**Records for the exercise**
>>>>

//! CLI command implementations

pub mod list;
pub mod load;
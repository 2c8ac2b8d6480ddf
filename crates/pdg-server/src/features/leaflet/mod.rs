//! Leaflet lookup feature
//!
//! Resolves the data unit for a (gtin, batch, expiration date) triple and
//! streams out its leaflet document.

pub mod queries;
pub mod routes;

pub use routes::leaflet_routes;
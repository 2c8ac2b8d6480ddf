pub mod read_products;

pub use read_products::{ReadProductsError, ReadProductsQuery};
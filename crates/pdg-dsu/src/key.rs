//! Collection keys
//!
//! A collection key is the ordered, deduplicated sequence of product codes
//! identifying one archive/product collection. The key feeds identifier
//! derivation and names scratch paths, so every code must be
//! filesystem-path-safe.

use crate::error::StoreError;

/// Ordered, deduplicated, non-empty sequence of product codes.
///
/// Construction enforces the invariants; a `CollectionKey` in hand is always
/// valid. Duplicate codes are dropped, first occurrence wins.
#[derive(Debug, Clone, PartialEq, Eq, Hash)]
pub struct CollectionKey {
    codes: Vec<String>,
}

impl CollectionKey {
    /// Build a key from raw codes, deduplicating while preserving order.
    ///
    /// Fails if the resulting key is empty or any code contains characters
    /// outside `[A-Za-z0-9._-]`.
    pub fn new(codes: impl IntoIterator<Item = String>) -> Result<Self, StoreError> {
        let mut deduped: Vec<String> = Vec::new();

        for code in codes {
            let code = code.trim().to_string();
            if code.is_empty() {
                continue;
            }
            if !is_path_safe(&code) {
                return Err(StoreError::InvalidCode(code));
            }
            if !deduped.contains(&code) {
                deduped.push(code);
            }
        }

        if deduped.is_empty() {
            return Err(StoreError::EmptyKey);
        }

        Ok(Self { codes: deduped })
    }

    /// Parse a comma-separated code list, as received on the wire.
    pub fn parse(raw: &str) -> Result<Self, StoreError> {
        Self::new(raw.split(',').map(|s| s.to_string()))
    }

    /// The codes in order.
    pub fn codes(&self) -> &[String] {
        &self.codes
    }

    /// Join the codes with a separator. Safe to embed in filesystem paths.
    pub fn join(&self, sep: &str) -> String {
        self.codes.join(sep)
    }
}

impl std::fmt::Display for CollectionKey {
    fn fmt(&self, f: &mut std::fmt::Formatter<'_>) -> std::fmt::Result {
        write!(f, "{}", self.codes.join(","))
    }
}

fn is_path_safe(code: &str) -> bool {
    // "." and ".." would escape any path the key is embedded in.
    if code == "." || code == ".." {
        return false;
    }
    code.chars()
        .all(|c| c.is_ascii_alphanumeric() || matches!(c, '.' | '_' | '-'))
}
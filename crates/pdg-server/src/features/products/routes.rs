use crate::features::FeatureState;
use axum::{
    body::Bytes,
    extract::{Query, State},
    http::StatusCode,
    response::{IntoResponse, Response},
    routing::get,
    Json, Router,
};
use pdg_dsu::CollectionKey;
use serde::Deserialize;

use super::{
    commands::ingest_archive::{self, IngestArchiveCommand, IngestArchiveError},
    queries::read_products::{self, ReadProductsError, ReadProductsQuery},
};

pub fn products_routes() -> Router<FeatureState> {
    Router::new().route(
        "/array",
        get(read_products_handler).post(ingest_archive_handler),
    )
}

#[derive(Debug, Deserialize)]
struct ArrayParams {
    arr: Option<String>,
}

/// `GET /array?arr=<JSON array string>`
///
/// Responds with the JSON product record of the collection's data unit.
async fn read_products_handler(
    State(state): State<FeatureState>,
    Query(params): Query<ArrayParams>,
) -> Result<Response, ProductApiError> {
    let Some(arr) = params.arr else {
        return Err(ProductApiError::MissingParam);
    };

    let codes: Vec<String> =
        serde_json::from_str(&arr).map_err(|_| ProductApiError::BadFormat)?;
    if codes.is_empty() {
        return Err(ProductApiError::BadFormat);
    }
    let key = CollectionKey::new(codes).map_err(|_| ProductApiError::BadFormat)?;

    let record = read_products::handle(&state, ReadProductsQuery { key: key.clone() })
        .await
        .map_err(|e| {
            tracing::error!(key = %key, error = %e, "product record lookup failed");
            ProductApiError::Read(e)
        })?;

    Ok((StatusCode::OK, Json(record)).into_response())
}

/// `POST /array?arr=<comma-separated codes>` with a binary zip body
///
/// Runs the archive ingestion pipeline under the key lock and answers
/// `"OK"` on full success, or a stage-specific message on failure.
async fn ingest_archive_handler(
    State(state): State<FeatureState>,
    Query(params): Query<ArrayParams>,
    body: Bytes,
) -> Result<Response, ProductApiError> {
    let Some(arr) = params.arr else {
        return Err(ProductApiError::MissingParam);
    };
    let key = CollectionKey::parse(&arr).map_err(|_| ProductApiError::BadFormat)?;

    // Identical keys share scratch paths; hold the key lock across the run.
    let _guard = state.locks.acquire(&key.join("_")).await;

    ingest_archive::handle(
        &state,
        IngestArchiveCommand {
            key: key.clone(),
            payload: body,
        },
    )
    .await
    .map_err(|e| {
        tracing::error!(key = %key, error = %e, "archive ingestion failed");
        ProductApiError::Ingest(e)
    })?;

    Ok((StatusCode::OK, "OK").into_response())
}

#[derive(Debug)]
enum ProductApiError {
    MissingParam,
    BadFormat,
    Read(ReadProductsError),
    Ingest(IngestArchiveError),
}

impl IntoResponse for ProductApiError {
    fn into_response(self) -> Response {
        match self {
            ProductApiError::MissingParam => {
                (StatusCode::BAD_REQUEST, "Missing arr param.").into_response()
            },
            ProductApiError::BadFormat => {
                (StatusCode::BAD_REQUEST, "Wrong format of arr").into_response()
            },
            ProductApiError::Read(ReadProductsError::Parse(_)) => (
                StatusCode::INTERNAL_SERVER_ERROR,
                "unable to parse Product",
            )
                .into_response(),
            ProductApiError::Read(ReadProductsError::Resolution(_)) => {
                (StatusCode::INTERNAL_SERVER_ERROR, "Error reading DSU").into_response()
            },
            ProductApiError::Ingest(e) => {
                (StatusCode::INTERNAL_SERVER_ERROR, e.to_string()).into_response()
            },
        }
    }
}
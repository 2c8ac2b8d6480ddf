//! Archive ingestion pipeline
//!
//! Stages run strictly in sequence per request: create the data unit, write
//! the uploaded archive to scratch storage, extract it, then write every
//! top-level file into one batch and anchor it. A failure at any stage
//! short-circuits; the scratch workspace is swept exactly once on every
//! exit path. The batch is either committed whole or abandoned — a failed
//! request never leaves partially anchored files behind.
//!
//! The one state this pipeline cannot reconcile: a unit created before a
//! later stage fails stays in the store as an empty unit, since creation
//! has no rollback.

use crate::features::FeatureState;
use crate::ingest::extract::{extract_archive, list_files, ExtractError};
use crate::ingest::scratch::ScratchWorkspace;
use axum::body::Bytes;
use pdg_dsu::{ArraySsi, CollectionKey, DataUnit, StoreError};
use tracing::info;

/// One archive upload: the collection key it anchors under and the raw
/// zip bytes, fully accumulated before the pipeline starts.
#[derive(Debug, Clone)]
pub struct IngestArchiveCommand {
    pub key: CollectionKey,
    pub payload: Bytes,
}

/// Stage-tagged pipeline failures. Each variant's message names the stage
/// so operators can tell from the response text alone where the run died.
#[derive(Debug, thiserror::Error)]
pub enum IngestArchiveError {
    #[error("failed to create data unit")]
    Create(#[source] StoreError),

    #[error("failed to write archive to scratch storage")]
    WriteZip(#[source] std::io::Error),

    #[error("failed to extract archive")]
    Extract(#[source] ExtractError),

    #[error("failed to write extracted files into data unit")]
    WriteFiles(#[source] anyhow::Error),

    #[error("failed to anchor batch")]
    Commit(#[source] StoreError),
}

/// Run the pipeline for one upload.
///
/// The caller must already hold the key lock for `command.key`.
#[tracing::instrument(skip_all, fields(key = %command.key))]
pub async fn handle(
    state: &FeatureState,
    command: IngestArchiveCommand,
) -> Result<(), IngestArchiveError> {
    let ssi = ArraySsi::derive(
        &state.dsu.domain,
        &command.key,
        state.dsu.bricks_domain.as_deref(),
    )
    .map_err(IngestArchiveError::Create)?;

    let unit = state
        .store
        .create(&ssi)
        .await
        .map_err(IngestArchiveError::Create)?;

    let scratch = ScratchWorkspace::for_key(&state.dsu.scratch_dir, &command.key);
    let result = run_staged(unit, &scratch, &command.payload).await;

    // Exactly once, success or failure, after the original error is in hand.
    scratch.cleanup().await;

    let file_count = result?;
    info!(ssi = %ssi, files = file_count, "archive ingested");
    Ok(())
}

/// The fallible stages between unit creation and cleanup.
async fn run_staged(
    mut unit: Box<dyn DataUnit>,
    scratch: &ScratchWorkspace,
    payload: &[u8],
) -> Result<usize, IngestArchiveError> {
    scratch
        .stage(payload)
        .await
        .map_err(IngestArchiveError::WriteZip)?;

    extract_archive(&scratch.archive_path, &scratch.extract_dir)
        .map_err(IngestArchiveError::Extract)?;

    let names = list_files(&scratch.extract_dir)
        .await
        .map_err(|e| IngestArchiveError::Extract(ExtractError::Io(e)))?;

    unit.begin_batch()
        .await
        .map_err(|e| IngestArchiveError::WriteFiles(e.into()))?;

    for name in &names {
        let contents = tokio::fs::read(scratch.extract_dir.join(name))
            .await
            .map_err(|e| IngestArchiveError::WriteFiles(e.into()))?;
        unit.write_file(&format!("/{name}"), contents)
            .await
            .map_err(|e| IngestArchiveError::WriteFiles(e.into()))?;
    }

    unit.commit_batch()
        .await
        .map_err(IngestArchiveError::Commit)?;

    Ok(names.len())
}
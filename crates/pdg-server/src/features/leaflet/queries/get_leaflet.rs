use crate::features::FeatureState;
use pdg_dsu::{GtinSsi, StoreError};

/// Lookup of one leaflet document.
#[derive(Debug, Clone)]
pub struct GetLeafletQuery {
    pub gtin: String,
    pub batch: String,
    pub expiration_date: String,
}

#[derive(Debug, thiserror::Error)]
pub enum GetLeafletError {
    #[error("leaflet not found in data unit: {0}")]
    NotFound(String),
    #[error("failed to resolve data unit: {0}")]
    Resolution(#[source] StoreError),
}

/// Derive the product identifier, resolve its unit and read the leaflet.
///
/// Resolution failures (unknown identifier, backend trouble) are distinct
/// from a resolved unit that simply lacks the leaflet file.
#[tracing::instrument(skip(state, query), fields(gtin = %query.gtin, batch = %query.batch))]
pub async fn handle(
    state: &FeatureState,
    query: GetLeafletQuery,
) -> Result<Vec<u8>, GetLeafletError> {
    let ssi = GtinSsi::derive(
        &state.dsu.domain,
        &query.gtin,
        &query.batch,
        &query.expiration_date,
    )
    .map_err(GetLeafletError::Resolution)?;

    let unit = state
        .store
        .load(&ssi)
        .await
        .map_err(GetLeafletError::Resolution)?;

    unit.read_file(&state.dsu.leaflet_path)
        .await
        .map_err(|_| GetLeafletError::NotFound(state.dsu.leaflet_path.clone()))
}
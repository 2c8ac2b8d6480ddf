pub mod ingest_archive;

pub use ingest_archive::{IngestArchiveCommand, IngestArchiveError};
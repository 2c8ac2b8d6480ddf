//! Checksum utilities for content addressing and verification

use sha2::{Digest, Sha256};
use std::io::Read;

/// Compute the SHA-256 digest of a byte slice, hex encoded.
pub fn sha256_hex(data: &[u8]) -> String {
    let mut hasher = Sha256::new();
    hasher.update(data);
    hex::encode(hasher.finalize())
}

/// Compute the SHA-256 digest of any readable source, hex encoded.
pub fn sha256_reader<R: Read>(reader: &mut R) -> std::io::Result<String> {
    let mut hasher = Sha256::new();
    let mut buffer = [0u8; 8192];

    loop {
        let bytes_read = reader.read(&mut buffer)?;
        if bytes_read == 0 {
            break;
        }
        hasher.update(&buffer[..bytes_read]);
    }

    Ok(hex::encode(hasher.finalize()))
}
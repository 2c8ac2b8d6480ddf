//! Product collection feature
//!
//! Read side: resolve a code-collection data unit and return its JSON
//! product record. Write side: the archive ingestion pipeline — accept a
//! zip upload, create a fresh data unit for the collection key, and anchor
//! every extracted file as one atomic batch.

pub mod commands;
pub mod queries;
pub mod routes;

pub use routes::products_routes;
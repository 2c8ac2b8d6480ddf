//! Store and data unit traits
//!
//! The seam between the gateway and whatever backend anchors data units.
//! Implementations must uphold the batch contract: writes staged between
//! `begin_batch` and `commit_batch` become visible atomically on commit,
//! and an abandoned batch leaves previously committed content untouched.

use crate::error::StoreError;
use crate::ssi::Ssi;
use async_trait::async_trait;

/// A writable, batch-capable handle to one data unit.
///
/// At most one batch may be open on a handle at a time.
#[async_trait]
pub trait DataUnit: Send + Sync {
    /// Read a committed file from the unit.
    async fn read_file(&self, path: &str) -> Result<Vec<u8>, StoreError>;

    /// Open a write batch on this handle.
    async fn begin_batch(&mut self) -> Result<(), StoreError>;

    /// Stage one file write inside the open batch.
    async fn write_file(&mut self, path: &str, contents: Vec<u8>) -> Result<(), StoreError>;

    /// Anchor all staged writes. On success every staged file is durably
    /// visible; on failure nothing staged in this batch is committed.
    async fn commit_batch(&mut self) -> Result<(), StoreError>;
}

/// Factory/resolver for data units.
#[async_trait]
pub trait DsuStore: Send + Sync {
    /// Materialize a new, empty, writable data unit for the identifier.
    ///
    /// Fails with [`StoreError::Collision`] if a unit already exists there.
    /// Once created the unit stays in place even if it is never committed
    /// to; there is no automatic rollback of creation.
    async fn create(&self, ssi: &Ssi) -> Result<Box<dyn DataUnit>, StoreError>;

    /// Resolve an existing data unit.
    async fn load(&self, ssi: &Ssi) -> Result<Box<dyn DataUnit>, StoreError>;
}
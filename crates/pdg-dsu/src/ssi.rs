//! Identifier derivation
//!
//! Identifiers are pure functions of their inputs: the same domain, codes
//! and optional bricks-domain hint always produce the same identifier
//! string. Derivation never talks to the backend.

use crate::error::StoreError;
use crate::key::CollectionKey;
use pdg_common::checksum::sha256_hex;

/// Key derivation scheme version tag.
const KEY_VERSION: &str = "v0";

/// A derived, content-addressed storage identifier.
#[derive(Debug, Clone, PartialEq, Eq, Hash)]
pub struct Ssi(String);

impl Ssi {
    pub fn as_str(&self) -> &str {
        &self.0
    }
}

impl std::fmt::Display for Ssi {
    fn fmt(&self, f: &mut std::fmt::Formatter<'_>) -> std::fmt::Result {
        write!(f, "{}", self.0)
    }
}

/// Derives identifiers for code-collection data units.
pub struct ArraySsi;

impl ArraySsi {
    /// Derive the identifier for a collection key in a domain.
    ///
    /// `bricks_domain` is the optional secondary-domain hint; when present
    /// it is folded in as `domain.bricks_domain`, so units anchored with a
    /// hint resolve to a different identifier than units without one.
    pub fn derive(
        domain: &str,
        key: &CollectionKey,
        bricks_domain: Option<&str>,
    ) -> Result<Ssi, StoreError> {
        if domain.trim().is_empty() {
            return Err(StoreError::DomainUnset);
        }

        let hint = bricks_domain.map(|b| format!("{domain}.{b}"));
        let material = format!(
            "{domain}\x1f{KEY_VERSION}\x1f{}\x1f{}",
            key.join("\x1e"),
            hint.as_deref().unwrap_or("")
        );
        let digest = sha256_hex(material.as_bytes());

        Ok(Ssi(format!("ssi:array:{domain}:{digest}:{KEY_VERSION}")))
    }
}

/// Derives identifiers for product/batch data units keyed by GTIN.
pub struct GtinSsi;

impl GtinSsi {
    /// Derive the identifier for a (gtin, batch, expiration date) triple.
    pub fn derive(
        domain: &str,
        gtin: &str,
        batch: &str,
        expiration_date: &str,
    ) -> Result<Ssi, StoreError> {
        if domain.trim().is_empty() {
            return Err(StoreError::DomainUnset);
        }

        let material = format!("{domain}\x1f{KEY_VERSION}\x1f{gtin}\x1f{batch}\x1f{expiration_date}");
        let digest = sha256_hex(material.as_bytes());

        Ok(Ssi(format!("ssi:gtin:{domain}:{digest}:{KEY_VERSION}")))
    }
}
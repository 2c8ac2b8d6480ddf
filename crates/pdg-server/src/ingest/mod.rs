//! Archive ingestion pipeline support
//!
//! Building blocks for the upload/extract/batch-commit pipeline behind
//! `POST /array`:
//!
//! - [`scratch`]: per-request scratch workspaces with unconditional cleanup
//! - [`extract`]: zip extraction with a path-traversal guard, plus the flat
//!   file listing the batch writer consumes
//! - [`locks`]: per-collection-key mutual exclusion so concurrent uploads
//!   with identical keys cannot race on the same scratch paths

pub mod extract;
pub mod locks;
pub mod scratch;
use crate::features::FeatureState;
use axum::{
    extract::{Query, State},
    http::StatusCode,
    response::{IntoResponse, Response},
    routing::get,
    Router,
};
use serde::Deserialize;

use super::queries::get_leaflet::{self, GetLeafletError, GetLeafletQuery};

pub fn leaflet_routes() -> Router<FeatureState> {
    Router::new().route("/leaflet", get(get_leaflet_handler))
}

#[derive(Debug, Deserialize)]
struct LeafletParams {
    gtin: Option<String>,
    batch: Option<String>,
    #[serde(rename = "expirationDate")]
    expiration_date: Option<String>,
}

/// `GET /leaflet?gtin=..&batch=..&expirationDate=..`
///
/// Responds with the raw leaflet document. Status codes carry the contract:
/// 400 if any parameter is missing (nothing downstream is invoked), 404 if
/// the resolved unit has no leaflet, 500 on resolution failure. Bodies are
/// empty in every error case.
async fn get_leaflet_handler(
    State(state): State<FeatureState>,
    Query(params): Query<LeafletParams>,
) -> Response {
    let (Some(gtin), Some(batch), Some(expiration_date)) =
        (params.gtin, params.batch, params.expiration_date)
    else {
        return StatusCode::BAD_REQUEST.into_response();
    };

    let query = GetLeafletQuery {
        gtin,
        batch,
        expiration_date,
    };

    match get_leaflet::handle(&state, query).await {
        Ok(leaflet) => (StatusCode::OK, leaflet).into_response(),
        Err(GetLeafletError::NotFound(path)) => {
            tracing::debug!(path = %path, "leaflet absent in resolved unit");
            StatusCode::NOT_FOUND.into_response()
        },
        Err(e @ GetLeafletError::Resolution(_)) => {
            tracing::error!(error = %e, "leaflet resolution failed");
            StatusCode::INTERNAL_SERVER_ERROR.into_response()
        },
    }
}
//! Feature modules implementing the gateway API
//!
//! Each feature is a vertical slice with its own queries, commands and
//! routes:
//!
//! - **leaflet**: leaflet document lookup by (gtin, batch, expiration date)
//! - **products**: JSON product record lookup by code collection, and the
//!   archive ingestion pipeline that anchors uploaded zips into new data
//!   units
//!
//! Queries are read operations against already anchored units; commands
//! (archive ingestion) create and populate units.

pub mod leaflet;
pub mod products;

use crate::config::DsuConfig;
use crate::ingest::locks::KeyLocks;
use axum::{http::StatusCode, Router};
use pdg_dsu::DsuStore;
use std::sync::Arc;

/// Shared state for all feature routes
#[derive(Clone)]
pub struct FeatureState {
    /// Data unit store backend.
    pub store: Arc<dyn DsuStore>,
    /// Domain, in-unit paths and scratch directory.
    pub dsu: DsuConfig,
    /// Per-collection-key upload serialization.
    pub locks: KeyLocks,
}

impl FeatureState {
    pub fn new(store: Arc<dyn DsuStore>, dsu: DsuConfig) -> Self {
        Self {
            store,
            dsu,
            locks: KeyLocks::new(),
        }
    }
}

/// Creates the API router with all feature routes mounted
///
/// Routes are top level (`/leaflet`, `/array`); anything else answers 404
/// with an empty body.
pub fn router(state: FeatureState) -> Router {
    Router::new()
        .merge(leaflet::leaflet_routes())
        .merge(products::products_routes())
        .fallback(not_found)
        .with_state(state)
}

async fn not_found() -> StatusCode {
    StatusCode::NOT_FOUND
}
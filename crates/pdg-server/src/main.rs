//! PDG Server - Main entry point

use anyhow::Result;
use axum::Router;
use pdg_common::logging::{init_logging, LogConfig};
use pdg_dsu::MemoryDsuStore;
use std::{net::SocketAddr, sync::Arc, time::Duration};
use tokio::signal;
use tower_http::compression::CompressionLayer;
use tracing::info;

use pdg_server::{config::Config, features, middleware};

#[tokio::main]
async fn main() -> Result<()> {
    // Initialize logging with configuration from environment
    let log_config = LogConfig::builder()
        .log_file_prefix("pdg-server".to_string())
        .filter_directives("pdg_server=debug,tower_http=debug,axum=trace".to_string())
        .build();

    // Merge with environment variables (they take precedence)
    let log_config = LogConfig::from_env().unwrap_or(log_config);

    init_logging(&log_config)?;

    info!("Starting PDG Server");

    // Load configuration
    let config = Config::load()?;
    info!(
        "Configuration loaded - server will bind to {}:{}",
        config.server.host, config.server.port
    );

    // Default in-process store; external DSU backends plug in through the
    // DsuStore trait.
    let store = Arc::new(MemoryDsuStore::new());
    info!(domain = %config.dsu.domain, "Data unit store initialized");

    // Create application state
    let state = features::FeatureState::new(store, config.dsu.clone());

    // Build the application router
    let app = create_router(state, &config);

    // Create socket address
    let addr: SocketAddr = format!("{}:{}", config.server.host, config.server.port).parse()?;
    info!("Server listening on {}", addr);

    let listener = tokio::net::TcpListener::bind(addr).await?;

    // Start server with graceful shutdown
    axum::serve(listener, app)
        .with_graceful_shutdown(shutdown_signal(config.server.shutdown_timeout_secs))
        .await?;

    info!("Server shut down gracefully");

    Ok(())
}

/// Create the application router with all routes and middleware
fn create_router(state: features::FeatureState, config: &Config) -> Router {
    features::router(state)
        // Apply layers from innermost to outermost
        .layer(CompressionLayer::new())
        .layer(middleware::tracing_layer())
        .layer(middleware::cors_layer(&config.cors))
}

/// Graceful shutdown signal handler
async fn shutdown_signal(timeout_secs: u64) {
    let ctrl_c = async {
        if let Err(e) = signal::ctrl_c().await {
            tracing::error!("Failed to install Ctrl+C handler: {}", e);
        }
    };

    #[cfg(unix)]
    let terminate = async {
        match signal::unix::signal(signal::unix::SignalKind::terminate()) {
            Ok(mut signal) => {
                signal.recv().await;
            }
            Err(e) => {
                tracing::error!("Failed to install SIGTERM handler: {}", e);
            }
        }
    };

    #[cfg(not(unix))]
    let terminate = std::future::pending::<()>();

    tokio::select! {
        _ = ctrl_c => {
            info!("Received Ctrl+C, starting graceful shutdown");
        },
        _ = terminate => {
            info!("Received terminate signal, starting graceful shutdown");
        },
    }

    // Give ongoing requests time to complete
    info!("Waiting up to {} seconds for connections to close", timeout_secs);
    tokio::time::sleep(Duration::from_secs(timeout_secs.min(5))).await;
}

<<<<

**Your objective**
Exactly as they appear, copy the lines of the listing above from the first through the one that contains "date) triple and", and nothing more.

**Written reply**
//! CLI command implementations

pub mod list;
pub mod load;
repository 2c8ac2b8d6480ddf
filename crates/pdg-server/src/features/leaflet/mod.rs
//! Leaflet lookup feature
//!
//! Resolves the data unit for a (gtin, batch, expiration date) triple and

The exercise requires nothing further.